Maple Mustard Rib Glaze

This rib glaze was created to compliment my Rosemary Thyme Ribs. I love the hint of sweetness from the maple syrup! It is not overwhelmingly sweet like many rib glazes out there, which is a nice change. Enjoy!

Maple Mustard Rib Glaze:

Ingredients:

3/4 c. high quality maple syrup

2 tbsp. packed brown sugar

2 tbsp. ketchup

¼ c. apple juice

¼ c. Jack Daniel’s whiskey

1 tbsp Worcestershire sauce

1/2 tsp. Vanilla Sea Salt (I actually ordered this from Wales, UK..but you can add vanilla bean or pure vanilla extract to the mix in lieu of specialized Vanilla Sea Salt)

2 tbsp. Dijon mustard

Directions:

In a small saucepan, stir together the maple syrup, brown sugar, ketchup, apple juice, Jack Daniel’s, Worcestershire sauce, salt, and mustard. Bring to a low boil, and cook for 5 minutes, stirring frequently.

Rosemary Thyme Rib Marinade

This is a recipe I came up with to just get a different flavor for smoked ribs, versus a traditional bbq rib that you would get in places like Memphis or KC. I'm typically not a rib fan, so I wanted to experiment with different flavors. Here is one of my rib marinade recipes. Enjoy!

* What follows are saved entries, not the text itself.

use super::*;

#[derive(Debug, Error, PartialEq)]
pub enum DecodeError {
  #[error("envelope is empty")]
  Empty,
  #[error("envelope does not start with the protocol marker")]
  MissingProtocolId,
  #[error("envelope part count is missing or malformed")]
  PartCount,
  #[error("envelope content type is missing or not UTF-8")]
  ContentType,
  #[error("envelope truncated with {remaining} parts outstanding")]
  Truncated { remaining: usize },
  #[error("expected part index {expected}, found {found:?}")]
  OutOfOrder {
    expected: usize,
    found: Option<usize>,
  },
  #[error("envelope has {count} unexpected trailing chunks")]
  TrailingChunks { count: usize },
}

/// Content and content type of a single inscription.
#[derive(Debug, Clone, PartialEq, Eq, Default)]
pub struct Inscription {
  pub content_type: String,
  pub body: Vec<u8>,
}

impl Inscription {
  pub fn new(content_type: impl Into<String>, body: impl Into<Vec<u8>>) -> Self {
    Self {
      content_type: content_type.into(),
      body: body.into(),
    }
  }

  /// Chunk sequence for the legacy chained scheme:
  ///
  /// ```text
  /// "ord" <part count> <content type> (<parts remaining> <part>)*
  /// ```
  ///
  /// Parts are at most `max_chunk_len` bytes. Each carries the number of
  /// parts still to come, so a reader can detect a truncated envelope.
  ///
  /// # Panics
  ///
  /// Panics if `max_chunk_len` is zero.
  pub fn legacy_envelope(&self, max_chunk_len: usize) -> Vec<Chunk> {
    let parts = self.body.chunks(max_chunk_len).collect::<Vec<&[u8]>>();

    let mut chunks = Vec::with_capacity(3 + parts.len() * 2);

    chunks.push(Chunk::from_bytes(PROTOCOL_ID));
    chunks.push(Chunk::from_number(parts.len()));
    chunks.push(Chunk::from_bytes(self.content_type.as_bytes()));

    for (n, part) in parts.iter().enumerate() {
      chunks.push(Chunk::from_number(parts.len() - n - 1));
      chunks.push(Chunk::from_bytes(*part));
    }

    chunks
  }

  /// Chunk sequence for the taproot scheme, a single script-path leaf:
  ///
  /// ```text
  /// <key> OP_CHECKSIG OP_FALSE OP_IF
  ///   "ord" 0x01 <content type> OP_0 <body>*
  /// OP_ENDIF
  /// ```
  ///
  /// The body is only split to respect the maximum script element size.
  pub fn taproot_envelope(&self, key: &XOnlyPublicKey) -> Vec<Chunk> {
    let mut chunks = vec![
      Chunk::from_bytes(key.serialize()),
      Chunk::from_opcode(OP_CHECKSIG),
      Chunk::from_opcode(opcodes::OP_FALSE),
      Chunk::from_opcode(OP_IF),
      Chunk::from_bytes(PROTOCOL_ID),
      Chunk::from_bytes(CONTENT_TYPE_TAG),
      Chunk::from_bytes(self.content_type.as_bytes()),
      Chunk::from_number(0),
    ];

    chunks.extend(
      self
        .body
        .chunks(MAX_SCRIPT_ELEMENT_SIZE)
        .map(|part| Chunk::from_bytes(part)),
    );

    chunks.push(Chunk::from_opcode(OP_ENDIF));

    chunks
  }

  pub fn taproot_script(&self, key: &XOnlyPublicKey) -> ScriptBuf {
    Chunk::to_script(&self.taproot_envelope(key))
  }

  /// Reassemble an inscription from a legacy envelope.
  pub fn decode_legacy(chunks: &[Chunk]) -> Result<Self, DecodeError> {
    let mut chunks = chunks.iter();

    let marker = chunks.next().ok_or(DecodeError::Empty)?;

    if marker.data() != Some(PROTOCOL_ID.as_slice()) {
      return Err(DecodeError::MissingProtocolId);
    }

    let count = chunks
      .next()
      .and_then(Chunk::to_number)
      .ok_or(DecodeError::PartCount)?;

    let content_type = chunks
      .next()
      .map(|chunk| chunk.data().unwrap_or_default().to_vec())
      .and_then(|bytes| String::from_utf8(bytes).ok())
      .ok_or(DecodeError::ContentType)?;

    let mut body = Vec::new();

    for expected in (0..count).rev() {
      let index = chunks.next().ok_or(DecodeError::Truncated {
        remaining: expected + 1,
      })?;

      let found = index.to_number();

      if found != Some(expected) {
        return Err(DecodeError::OutOfOrder { expected, found });
      }

      let part = chunks.next().ok_or(DecodeError::Truncated {
        remaining: expected + 1,
      })?;

      body.extend_from_slice(part.data().unwrap_or_default());
    }

    let trailing = chunks.count();

    if trailing > 0 {
      return Err(DecodeError::TrailingChunks { count: trailing });
    }

    Ok(Self { content_type, body })
  }
}
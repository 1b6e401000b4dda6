use {
  super::*,
  bitcoin::{
    PubkeyHash, WPubkeyHash, base58,
    bech32::{Fe32, segwit},
    hashes::Hash,
    key::{CompressedPublicKey, TweakedPublicKey},
  },
};

#[derive(Debug, Clone, Copy, PartialEq, Eq, Serialize, Deserialize)]
#[serde(rename_all = "kebab-case")]
pub enum AddressKind {
  P2pkh,
  P2wpkh,
  P2tr,
}

/// An address reduced to the output script it pays and the kind of spend
/// needed to claim coins sent to it.
#[derive(Debug, Clone, PartialEq, Eq)]
pub struct ChainAddress {
  script_pubkey: ScriptBuf,
  kind: AddressKind,
}

impl ChainAddress {
  pub fn parse(input: &str, chain: Chain) -> Result<Self> {
    let invalid = || SnafuError::AddressParse {
      input: input.into(),
    };

    if let Some(hrp) = chain.hrp() {
      if input
        .to_lowercase()
        .starts_with(&format!("{}1", hrp.as_str()))
      {
        return Self::parse_segwit(input, chain);
      }
    }

    let data = base58::decode_check(input).map_err(|_| invalid())?;

    let (version, payload) = data.split_first().ok_or_else(invalid)?;

    if *version == chain.p2sh_prefix() && payload.len() == 20 {
      return Err(SnafuError::UnsupportedAddress {
        input: input.into(),
      });
    }

    snafu::ensure!(*version == chain.p2pkh_prefix(), error::AddressParse { input });

    let hash = <[u8; 20]>::try_from(payload).map_err(|_| invalid())?;

    Ok(Self {
      script_pubkey: ScriptBuf::new_p2pkh(&PubkeyHash::from_byte_array(hash)),
      kind: AddressKind::P2pkh,
    })
  }

  fn parse_segwit(input: &str, chain: Chain) -> Result<Self> {
    let (hrp, version, program) = segwit::decode(input).map_err(|_| SnafuError::AddressParse {
      input: input.into(),
    })?;

    snafu::ensure!(Some(hrp) == chain.hrp(), error::AddressParse { input });

    if version == Fe32::Q {
      if let Ok(hash) = <[u8; 20]>::try_from(program.as_slice()) {
        return Ok(Self {
          script_pubkey: ScriptBuf::new_p2wpkh(&WPubkeyHash::from_byte_array(hash)),
          kind: AddressKind::P2wpkh,
        });
      }
    }

    if version == Fe32::P {
      if let Ok(key) = XOnlyPublicKey::from_slice(&program) {
        return Ok(Self {
          script_pubkey: ScriptBuf::new_p2tr_tweaked(TweakedPublicKey::dangerous_assume_tweaked(
            key,
          )),
          kind: AddressKind::P2tr,
        });
      }
    }

    Err(SnafuError::UnsupportedAddress {
      input: input.into(),
    })
  }

  pub fn p2pkh(public_key: &PublicKey) -> Self {
    Self {
      script_pubkey: ScriptBuf::new_p2pkh(&public_key.pubkey_hash()),
      kind: AddressKind::P2pkh,
    }
  }

  pub fn p2wpkh(public_key: &CompressedPublicKey) -> Self {
    Self {
      script_pubkey: ScriptBuf::new_p2wpkh(&public_key.wpubkey_hash()),
      kind: AddressKind::P2wpkh,
    }
  }

  /// Key-path taproot address for `internal_key`, with no script tree.
  pub fn p2tr(internal_key: XOnlyPublicKey) -> Self {
    Self {
      script_pubkey: ScriptBuf::new_p2tr(&Secp256k1::verification_only(), internal_key, None),
      kind: AddressKind::P2tr,
    }
  }

  pub fn script_pubkey(&self) -> &ScriptBuf {
    &self.script_pubkey
  }

  pub fn kind(&self) -> AddressKind {
    self.kind
  }
}
use {
  super::*,
  bitcoin::secp256k1::SecretKey,
  dogscribe::KeySigner,
  std::sync::Mutex,
};

pub(crate) const SECRET_KEY: [u8; 32] = [7; 32];

/// Signs with a single in-memory key and remembers the options of every call.
pub(crate) struct TestSigner {
  calls: Mutex<Vec<SignOptions>>,
  signer: KeySigner,
}

impl TestSigner {
  pub(crate) fn new() -> Self {
    Self {
      calls: Mutex::new(Vec::new()),
      signer: KeySigner::new(SecretKey::from_slice(&SECRET_KEY).unwrap()),
    }
  }

  pub(crate) fn public_key(&self) -> PublicKey {
    self.signer.public_key()
  }

  pub(crate) fn x_only_public_key(&self) -> XOnlyPublicKey {
    self.signer.x_only_public_key()
  }

  pub(crate) fn p2pkh(&self) -> ChainAddress {
    ChainAddress::p2pkh(&self.public_key())
  }

  pub(crate) fn p2wpkh(&self) -> ChainAddress {
    ChainAddress::p2wpkh(&self.signer.compressed_public_key())
  }

  pub(crate) fn p2tr(&self) -> ChainAddress {
    ChainAddress::p2tr(self.x_only_public_key())
  }

  pub(crate) fn calls(&self) -> Vec<SignOptions> {
    self.calls.lock().unwrap().clone()
  }
}

#[async_trait]
impl Signer for TestSigner {
  async fn sign_psbt(&self, psbt: Psbt, options: SignOptions) -> Result<Psbt, BoxError> {
    self.calls.lock().unwrap().push(options);
    self.signer.sign_psbt(psbt, options).await
  }
}

/// Signs nothing, for exercising error paths.
pub(crate) struct FailingSigner;

#[async_trait]
impl Signer for FailingSigner {
  async fn sign_psbt(&self, _psbt: Psbt, _options: SignOptions) -> Result<Psbt, BoxError> {
    Err("signer refused".into())
  }
}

Rosemary Thyme Rib Marinade:

Ingredients:

6 c. water

1 can of beef broth

1 c. orange juice

3 tbsp. lemon juice

1 tbsp. Sea Salt

¼ c. White Sugar

½ tsp. Ground Black Pepper

3 tbsp. Dried Thyme

3 tbsp. Dried Rosemary

3 tbsp. Dried Coriander

5 tbsp. Garlic Powder

5 tbsp. of Onion Powder

3 tbsp. salted butter

Directions:
Place your ribs in 9" x 13" container (which comes with an airtight lid). Mix all the ingredients together and pour in your container. Let it marinate for at least 12 hours. Before you are ready to put on a dry rub or place on smoker, pat the ribs dry. I let them sit out at room temp. for about 20-30 min.